Can I make a DIY wet palette instead of buying one?+
Yes, and many painters start that way. A plastic container, a wet kitchen sponge, and baking parchment paper is the standard approach and costs almost nothing. The limitation is consistency: kitchen sponges vary in how evenly they saturate, baking parchment is thicker and less permeable than purpose-made palette paper, and the container often does not seal well enough to keep paint fresh overnight. A commercial palette is worth the cost once you are painting regularly.

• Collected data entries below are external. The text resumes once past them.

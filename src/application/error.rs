use thiserror::Error;

use crate::domain::Cents;

#[derive(Error, Debug)]
pub enum AppError {
    #[error("Not found: {0}")]
    NotFound(String),

    #[error("Forbidden: {0}")]
    Forbidden(String),

    #[error("Invalid state: {0}")]
    InvalidState(String),

    #[error("Invalid amount: {0}")]
    InvalidAmount(String),

    #[error("Insufficient funds in account {account_number}: balance {balance}, required {required}")]
    InsufficientFunds {
        account_number: String,
        balance: Cents,
        required: Cents,
    },

    #[error("Invalid operation: {0}")]
    InvalidOperation(String),

    /// A uniqueness race lost at insert time. Retried internally, never
    /// returned from public operations.
    #[error("Conflict: {0}")]
    Conflict(String),

    /// Storage or infrastructure failure. Details go to the log, not the caller.
    #[error("internal error")]
    Internal(#[source] anyhow::Error),
}

impl AppError {
    pub fn internal(message: impl Into<String>) -> Self {
        AppError::Internal(anyhow::anyhow!(message.into()))
    }
}

impl From<anyhow::Error> for AppError {
    fn from(err: anyhow::Error) -> Self {
        tracing::error!(error = %format!("{:#}", err), "internal failure");
        AppError::Internal(err)
    }
}

impl From<sqlx::Error> for AppError {
    fn from(err: sqlx::Error) -> Self {
        AppError::from(anyhow::Error::new(err))
    }
}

How do I clean a wet palette?+
At the end of a session, transfer any unused paint you want to save into a sealed container, discard the rest, peel off and dispose of the palette paper, and rinse the sponge and tray with clean water. Allow the sponge to dry between sessions to prevent mould. Replace the sponge every few months or when it begins to smell or discolour. Purpose-made palette paper refills are sold by all major wet palette brands.
Does a wet palette work with Contrast and Speed paints?+
With care. Contrast and speedpaint formulas are formulated with flow agents that make them self-shade, and placing them on a very wet surface can cause them to flow in unintended directions when applied. Many painters keep a slightly drier section of the wet palette for contrast paints, or thin them on a dry spot first before applying. The wet palette still helps prevent waste and drying, but the technique is more controlled than with standard acrylics.